Besides these issues, the research uncovered significant inconsistency of data across the provincial portals and eTenders. It is legally required by National Treasury Instruction 1, 3 and 4 (2015/16) to publish provincial bids and awards on eTenders – however, very few provincially published tenders are also being published on eTenders and there are some tenders listed on eTenders that aren’t listed on the provincial portals.
Another major challenge related to the lack of information published. Without transparency, it is almost impossible to analyse factors such value for money. Again, Open Cities notes, the lack of transparency is often illegal in terms of the minimum standards set in National Treasury instructions 1, 3 and 4 of 2015/16.
Examples of inefficiency within the procuring process include:
- Delayed publishing of information, which is often illegal, for example, it is legislated that tenderer information is published within 10 days of the bid opening but this is not being done through the respective portals, and award information should be published timeously to allow time for challenges but awards are often published well after the award decision, especially on the provincial portals (if published at all).
- Most bids can only be submitted in person (100% of bids on the North West DoH website had to be submitted in person), which is inefficient and more costly for the tenderer. Furthermore, several provincial tenders are only available in hard copy from the provincial offices.

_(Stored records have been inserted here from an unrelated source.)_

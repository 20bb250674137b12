use crate::config::connections::ConnectionsConfig;
use crate::config::error::ConfigError;
use std::fs;
use std::path::Path;
use tracing::debug;

/// Loads a `connections.yml` file.
///
/// ```yaml
/// dev:
///   analytics:
///     account_url: https://myorg-myaccount.snowflakecomputing.com
///     token: "..."
///     token_type: KEYPAIR_JWT
///     warehouse: COMPUTE_WH
///     role: SYSADMIN
/// ```
pub fn read_connections(path: impl AsRef<Path>) -> Result<ConnectionsConfig, ConfigError> {
    let path = path.as_ref();
    if !path.exists() {
        return Err(ConfigError::incorrect_path(path));
    }
    debug!("loading connections from {}", path.display());
    let file = fs::File::open(path)?;
    let config: ConnectionsConfig = serde_yaml::from_reader(file)?;

    for (profile, connections) in &config.0 {
        for (name, details) in connections {
            if details.account_url.trim().is_empty() {
                return Err(ConfigError::parse_error(format!(
                    "profile {profile}: connection '{name}' has an empty account_url"
                )));
            }
        }
    }

    Ok(config)
}

#[cfg(test)]
mod tests {
    use super::*;
    use crate::config::connections::TokenType;
    use std::io::Write;
    use tempfile::NamedTempFile;

    fn write_yaml(contents: &str) -> NamedTempFile {
        let mut file = NamedTempFile::new().expect("temp file");
        file.write_all(contents.as_bytes()).expect("write yaml");
        file
    }

    #[test]
    fn reads_profiles_and_connections() {
        let file = write_yaml(
            r#"
dev:
  analytics:
    account_url: https://acme.example.com
    token: abc
    token_type: KEYPAIR_JWT
    warehouse: COMPUTE_WH
    role: SYSADMIN
"#,
        );

        let config = read_connections(file.path()).expect("config loads");
        let details = config.get("dev", "analytics").expect("connection exists");
        assert_eq!(details.account_url, "https://acme.example.com");
        assert_eq!(details.token_type, TokenType::KeypairJwt);
        assert_eq!(details.warehouse.as_deref(), Some("COMPUTE_WH"));
        assert_eq!(details.database, None);
    }

    #[test]
    fn token_type_defaults_to_oauth() {
        let file = write_yaml("dev:\n  a:\n    account_url: https://x\n    token: t\n");
        let config = read_connections(file.path()).unwrap();
        assert_eq!(config.get("dev", "a").unwrap().token_type, TokenType::Oauth);
    }

    #[test]
    fn missing_file_is_incorrect_path() {
        let err = read_connections("/definitely/not/here/connections.yml").unwrap_err();
        assert!(matches!(err, ConfigError::IncorrectPath { .. }));
    }

    #[test]
    fn empty_account_url_is_rejected() {
        let file = write_yaml("dev:\n  a:\n    account_url: ''\n    token: t\n");
        let err = read_connections(file.path()).unwrap_err();
        assert!(matches!(err, ConfigError::ParseError { .. }));
    }

    #[test]
    fn malformed_yaml_is_parse_error() {
        let file = write_yaml("dev: [unterminated");
        assert!(matches!(
            read_connections(file.path()),
            Err(ConfigError::ParseError { .. })
        ));
    }
}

- Tenders are often open for longer than 21 days (100% of bids on the North West DoH website and 24% on the Gauteng provincial portal were open for longer than 21 days).

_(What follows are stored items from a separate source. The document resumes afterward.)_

use crate::error::SdkError;
use crate::materialized_views::MaterializedViewsApi;
use crate::rows::{decode_all, FromRow};
use crate::stages::StagesApi;
use crate::storage_integrations::StorageIntegrationsApi;
use common::config::{read_connections, WarehouseConnectionDetails};
use common::error::truncate_for_display;
use ddl_builder::SqlOptions;
use shared_clients::{DatabaseAdapter, DatabaseAdapterError, Row, SqlApiAdapter};
use std::future::Future;
use std::path::Path;
use std::sync::Arc;
use tokio_util::sync::CancellationToken;
use tracing::{debug, info, warn};

const MAX_STATEMENT_IN_LOG: usize = 512;

/// Entry point of the SDK. Cheap to clone; clones share the transport.
#[derive(Clone)]
pub struct Client {
    adapter: Arc<dyn DatabaseAdapter>,
}

impl Client {
    pub fn new(adapter: Arc<dyn DatabaseAdapter>) -> Self {
        Self { adapter }
    }

    /// Builds a client over the SQL API for one configured connection.
    pub fn from_details(details: &WarehouseConnectionDetails) -> Result<Self, DatabaseAdapterError> {
        let adapter = SqlApiAdapter::from_details(details)?;
        Ok(Self::new(Arc::new(adapter)))
    }

    /// Reads a `connections.yml` file and builds a client for
    /// `profile`/`name` in it.
    pub fn from_connections_file(
        path: impl AsRef<Path>,
        profile: &str,
        name: &str,
    ) -> Result<Self, DatabaseAdapterError> {
        let config = read_connections(path)
            .map_err(|err| DatabaseAdapterError::config(err.to_string()))?;
        let details = config
            .get(profile, name)
            .map_err(|err| DatabaseAdapterError::config(err.to_string()))?;
        Self::from_details(details)
    }

    pub fn stages(&self) -> StagesApi {
        StagesApi::new(self.clone())
    }

    pub fn storage_integrations(&self) -> StorageIntegrationsApi {
        StorageIntegrationsApi::new(self.clone())
    }

    pub fn materialized_views(&self) -> MaterializedViewsApi {
        MaterializedViewsApi::new(self.clone())
    }

    /// Validates and renders `opts`, then executes the statement.
    pub(crate) async fn exec(
        &self,
        cancel: &CancellationToken,
        operation: &'static str,
        opts: &dyn SqlOptions,
    ) -> Result<(), SdkError> {
        let sql = ddl_builder::build(opts)?;
        self.round_trip(cancel, operation, &sql, self.adapter.execute(&sql))
            .await
    }

    /// Validates and renders `opts`, runs the query and decodes every row
    /// through the `R` row shape into `T`.
    pub(crate) async fn query<R, T>(
        &self,
        cancel: &CancellationToken,
        operation: &'static str,
        opts: &dyn SqlOptions,
    ) -> Result<Vec<T>, SdkError>
    where
        R: FromRow,
        T: TryFrom<R, Error = crate::rows::DecodeError>,
    {
        let sql = ddl_builder::build(opts)?;
        let rows: Vec<Row> = self
            .round_trip(cancel, operation, &sql, self.adapter.query(&sql))
            .await?;
        debug!(operation, rows = rows.len(), "decoding rows");
        decode_all::<R, T>(&rows).map_err(|err| SdkError::decode(operation, err))
    }

    async fn round_trip<T>(
        &self,
        cancel: &CancellationToken,
        operation: &'static str,
        sql: &str,
        call: impl Future<Output = Result<T, DatabaseAdapterError>> + Send,
    ) -> Result<T, SdkError> {
        if cancel.is_cancelled() {
            debug!(operation, "cancelled before reaching the transport");
            return Err(SdkError::cancelled(operation));
        }
        info!(
            operation,
            statement = %truncate_for_display(sql, MAX_STATEMENT_IN_LOG),
            "running statement"
        );
        let result = logging::timeit!(operation, {
            tokio::select! {
                biased;
                _ = cancel.cancelled() => Err(SdkError::cancelled(operation)),
                res = call => res.map_err(|err| SdkError::transport(operation, sql, err)),
            }
        });
        if let Err(err) = &result {
            warn!(operation, "{err}");
        }
        result
    }
}

#[cfg(test)]
mod tests {
    use super::*;
    use crate::error::ErrorKind;
    use crate::stages::{DropStageRequest, Stages};
    use ddl_builder::SchemaObjectIdentifier;
    use std::io::Write;
    use test_utils::MockAdapter;

    fn stage_id() -> SchemaObjectIdentifier {
        SchemaObjectIdentifier::new("DB", "SCH", "S").unwrap()
    }

    #[tokio::test]
    async fn pre_cancelled_token_never_reaches_transport() {
        let mock = MockAdapter::new();
        let client = Client::new(mock.shared());
        let cancel = CancellationToken::new();
        cancel.cancel();

        let err = client
            .stages()
            .drop(&cancel, &DropStageRequest::new(stage_id()))
            .await
            .unwrap_err();
        assert_eq!(err.kind(), ErrorKind::Cancelled);
        assert!(mock.statements().is_empty());
    }

    #[tokio::test]
    async fn cancellation_interrupts_a_pending_call() {
        let mock = MockAdapter::new();
        mock.push_hang();
        let client = Client::new(mock.shared());
        let cancel = CancellationToken::new();

        let canceller = {
            let cancel = cancel.clone();
            tokio::spawn(async move {
                tokio::time::sleep(std::time::Duration::from_millis(20)).await;
                cancel.cancel();
            })
        };
        let err = client
            .stages()
            .drop(&cancel, &DropStageRequest::new(stage_id()))
            .await
            .unwrap_err();
        canceller.await.unwrap();

        assert!(matches!(err, SdkError::Cancelled { operation: "stages.drop" }));
        assert_eq!(mock.statements(), vec![r#"DROP STAGE "DB"."SCH"."S""#]);
    }

    #[test]
    fn builds_from_a_connections_file() {
        let mut file = tempfile::NamedTempFile::new().unwrap();
        writeln!(
            file,
            "dev:\n  analytics:\n    account_url: https://acme.example.com\n    token: t"
        )
        .unwrap();

        assert!(Client::from_connections_file(file.path(), "dev", "analytics").is_ok());
        let err = Client::from_connections_file(file.path(), "prod", "analytics")
            .err()
            .unwrap();
        assert!(matches!(err, DatabaseAdapterError::ConfigError { .. }), "{err:?}");
    }

    #[tokio::test]
    async fn transport_errors_carry_operation_and_statement() {
        let mock = MockAdapter::new();
        mock.push_error(DatabaseAdapterError::syntax("unexpected 'STAGE'"));
        let client = Client::new(mock.shared());

        let err = client
            .stages()
            .drop(&CancellationToken::new(), &DropStageRequest::new(stage_id()))
            .await
            .unwrap_err();
        match err {
            SdkError::Transport {
                operation,
                statement,
                source: DatabaseAdapterError::SyntaxError { .. },
            } => {
                assert_eq!(operation, "stages.drop");
                assert_eq!(statement, r#"DROP STAGE "DB"."SCH"."S""#);
            }
            other => panic!("unexpected error {other:?}"),
        }
    }
}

A major consequence of the above challenges is that corruption via these digital platforms cannot be adequately monitored – therefore the chances of corruption occurring are increased. The following recommendations aim to address these challenges and improve monitoring.
The following recommendations should be read together with the individual portal recommendations in previous sections.
It is important to note that provincial portals are publishing significantly less information than eTenders (particularly in HTML), the data quality and consistency is poor, and there seems to be confusion and inconsistency regarding what is published on eTenders and what is published on the provincial portal. This is a breach in legislation. There are two scenarios that should be explored by provinces:
- Scenario 1: Desist from publishing tenders on a provincial portal/website and direct all tenderers to the national portal. Work with the national portal owners to improve the extent and quality of information published (see recommendations for the national portal below).
- Scenario 2: Drastically improve the extent and quality of information published on their portal/website and improve the synergies with the national portal (as required by legislation) (see detailed recommendations for the North West DoH and Gauteng, in the full report).
While there are notable shortcomings with eTenders, it is still the most comprehensive and effective procurement portal of the portals considered in the rapid assessment as part of this study. This proves that there is a place for a national portal such as eTenders within the procurement ecosystem. Two scenarios could be considered:
- Scenario 1: Update eTenders to the level required to meet SA legislation and aim for better transparency in future. Specific portal recommendations for eTenders that are phased appropriately can be found in the full report.
- Scenario 2: Replace eTenders with a new portal (or compliment eTenders with a new health procurement portal) that more easily allows for the implementation of OCDS and more automated processes. In order to decide if this is necessary, a technical assessment of eTenders and the associated data pipeline against OCDS and within the local context will need to take place.